April 23, 2024

Redevelopment Gets Green Light @ Great Mills Intersection

Great Mills

If you’re one of the thousands of commuters slowing down through the Route 5 drop into Great Mills, you’ve got some new landscape to occupy yourselves through the queue-control traffic signals. There’s something new going up on the corner.

The Friendly Tavern parcel, just south of Great Mills Trading Post at Route 5 and Indian Bridge Road, is something of a poster-child project for excessive permitting delays. The initial earthworks commenced in late February 2016, 10 years after the first development permit was sought.

Upgrading this segment of MD Route 5 has long been a target of private and public investment interest. Although Maryland State Highway Administration officials frequently study the road, the old MD Route 5 bridge through Great Mills, built in 1956, has stood as something of a show stopper, forcing into a single lane of traffic motorists associated with three of the region’s largest employment centers: NAS Patuxent River, Webster Field, and St. Mary’s College of Maryland.

SHA is inviting interested people to attend a March 15 workshop for the Maryland 5 Great Mills Improvement Study, which is located along MD Route 5 from Point Lookout Road between MD Route 246 (Great Mills Road) and MD Route 471 (Indian Bridge Road).

The area is a transportation hub. The choke results from convergence of three, simultaneously narrowing feeder roads.

The meandering Indian Bridge Road is possibly the least of the problems. It’s a connector from MD Route 4 and narrow the entire 4.7 miles where it meets MD Route 5 at the most northern of the three involved intersections.

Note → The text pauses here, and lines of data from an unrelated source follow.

//! Typed comparison builders.
//!
//! Each builder parses the clause's literal once, then returns a predicate
//! that reads the field through its accessor and compares against the parsed
//! literal. Absent values follow three-valued logic: every comparison with an
//! absent side is false, except `equals` when both sides are absent.

use std::collections::HashSet;
use std::sync::Arc;

use crate::ast::{Clause, Operand, Operator};
use crate::error::{QueryError, Result};
use crate::predicate::Predicate;
use crate::registry::{FieldType, StrAccessor};

fn unsupported(clause: &Clause, field_type: FieldType) -> QueryError {
    QueryError::UnsupportedOperator {
        field: clause.field.clone(),
        operator: clause.operator.clone(),
        field_type,
    }
}

/// Resolves the clause's operator, rejecting operators the type does not define.
pub fn resolve_operator(clause: &Clause, field_type: FieldType) -> Result<Operator> {
    Operator::parse(&clause.operator)
        .filter(|op| field_type.supports(*op))
        .ok_or_else(|| unsupported(clause, field_type))
}

/// Ordinal string comparisons, substring tests and `in` membership.
pub fn string<T: 'static>(get: &StrAccessor<T>, clause: &Clause) -> Result<Predicate<T>> {
    let operator = resolve_operator(clause, FieldType::String)?;
    let get = Arc::clone(get);

    let predicate = match (operator, &clause.operand) {
        (Operator::In, Operand::Array(items)) => {
            let set: HashSet<String> = items.iter().cloned().collect();
            Predicate::new(move |record| set.contains(get(record)))
        }
        (Operator::Contains, Operand::Literal(literal)) => {
            let literal = literal.clone();
            Predicate::new(move |record| get(record).contains(literal.as_str()))
        }
        (Operator::StartsWith, Operand::Literal(literal)) => {
            let literal = literal.clone();
            Predicate::new(move |record| get(record).starts_with(literal.as_str()))
        }
        (Operator::EndsWith, Operand::Literal(literal)) => {
            let literal = literal.clone();
            Predicate::new(move |record| get(record).ends_with(literal.as_str()))
        }
        (op, Operand::Literal(literal)) if op.is_comparison() => {
            let literal = literal.clone();
            Predicate::new(move |record| op.eval_ordering(get(record).cmp(literal.as_str())))
        }
        _ => return Err(unsupported(clause, FieldType::String)),
    };
    Ok(predicate)
}

/// Null-aware comparisons and `in` membership for numeric, boolean and
/// date/time fields.
///
/// `get` reads the field as an `Option` (non-optional fields wrap in `Some`)
/// and `parse` turns a literal into `Option<V>`, mapping `null` to `None`
/// where the type allows it.
pub fn nullable<T, V, G, P>(clause: &Clause, field_type: FieldType, get: G, parse: P) -> Result<Predicate<T>>
where
    T: 'static,
    V: PartialOrd + Send + Sync + 'static,
    G: Fn(&T) -> Option<V> + Send + Sync + 'static,
    P: Fn(&str, &str) -> Result<Option<V>>,
{
    let operator = resolve_operator(clause, field_type)?;

    let predicate = match (operator, &clause.operand) {
        (Operator::In, Operand::Array(items)) => {
            let set = items
                .iter()
                .map(|item| parse(&clause.field, item))
                .collect::<Result<Vec<Option<V>>>>()?;
            Predicate::new(move |record| set.contains(&get(record)))
        }
        (op, Operand::Literal(literal)) if op.is_comparison() => {
            let literal = parse(&clause.field, literal)?;
            Predicate::new(move |record| compare_nullable(op, get(record).as_ref(), literal.as_ref()))
        }
        _ => return Err(unsupported(clause, field_type)),
    };
    Ok(predicate)
}

/// Three-valued comparison of a field value against a literal.
pub fn compare_nullable<V: PartialOrd>(operator: Operator, value: Option<&V>, literal: Option<&V>) -> bool {
    match (value, literal) {
        (Some(value), Some(literal)) => value
            .partial_cmp(literal)
            .is_some_and(|ordering| operator.eval_ordering(ordering)),
        (None, None) => operator == Operator::Equals,
        _ => false,
    }
}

A few yards south is the crux of the problem, the narrow old bridge. The bridge itself just south of Great Mills Road where the workforce from NAS Pax River funnels from a five-mile-long, dual-lane highway into a single-file merge that then merges again with a solid line of Webster Field workers heading north on Route 5. And every vehicle, one by one, crosses that narrow, old bridge and then queues up to wait a turn at the Indian Bridge Road intersection ahead.

Business interests, citing Base Realignment and Closure activities and federal government downsizing as community threats, don’t like backed-up traffic and they don’t like permitting delays. To counter any threat to a region’s workforce, the arsenal of counter techniques always includes the recommendation that business growth in the region be made as attractive and smooth as possible. These are not the qualities developers and business owners associate with Maryland, which is often criticized for cumbersome permitting requirements.

Economic development leaders and advisers to the region repeatedly report findings that show the ease of relocation and growth are significant draws for new business and business growth. An interested developer and a public need should have accelerated permitting for redevelopment, according to economic development recommendations becoming louder in St. Mary’s County. Without government disagreement, they cite the need to simplify and expedite permitting.

It finally has come together for redevelopment in Great Mills. The Great Mills Trading Post’s start of work is the first major activity the area has seen since St. Mary’s County opened a kayak launch into the St. Mary’s River in 2009.  The properties are contiguous.

Today Ebby’s Finishing Touches, a unique interior design firm, operates from the original Friendly Tavern building at the southeast corner of Route 5 and Indian Bridge Road.

 

It might be that the redevelopment can add more reasons to just pull off, pause a bit, and avoid the traffic altogether. Those of us passing through will be watching!

In the meantime, those interested can get more information at an Alternatives Public Workshop for the Maryland 5 Great Mills Improvement Study. The purpose of the study is to improve existing traffic operations, address design deficiencies, and provide safety upgrades for vehicles, pedestrians, and cyclists.

The workshop will be held from 6 to 8:30 pm Tuesday, March 15, 2016, at Great Mills High School at 21130 Great Mills Road in Great Mills. The snow date will be Tuesday, March 29.

The workshop will present maps and other exhibits of the preliminary alternatives under consideration, traffic data, and potential environmental impacts. The meeting will provide an opportunity for study team members to hear project-related comments, explain the project planning process, present the purpose and need statement, and share the preliminary findings of the study. Guests may arrive at any time during workshop hours and walk through at their own pace. There will be no formal presentation.

For additional information, click here.

 

Comments
2 Responses to “Redevelopment Gets Green Light @ Great Mills Intersection”
  1. Brian Werring says:

    So what is the new building going to be?

  2. Publisher says:

    There are three distinct spaces in the building. Ebby’s (located in the old building in front of the new one) will move into one of the retail spots and a service is slated for another.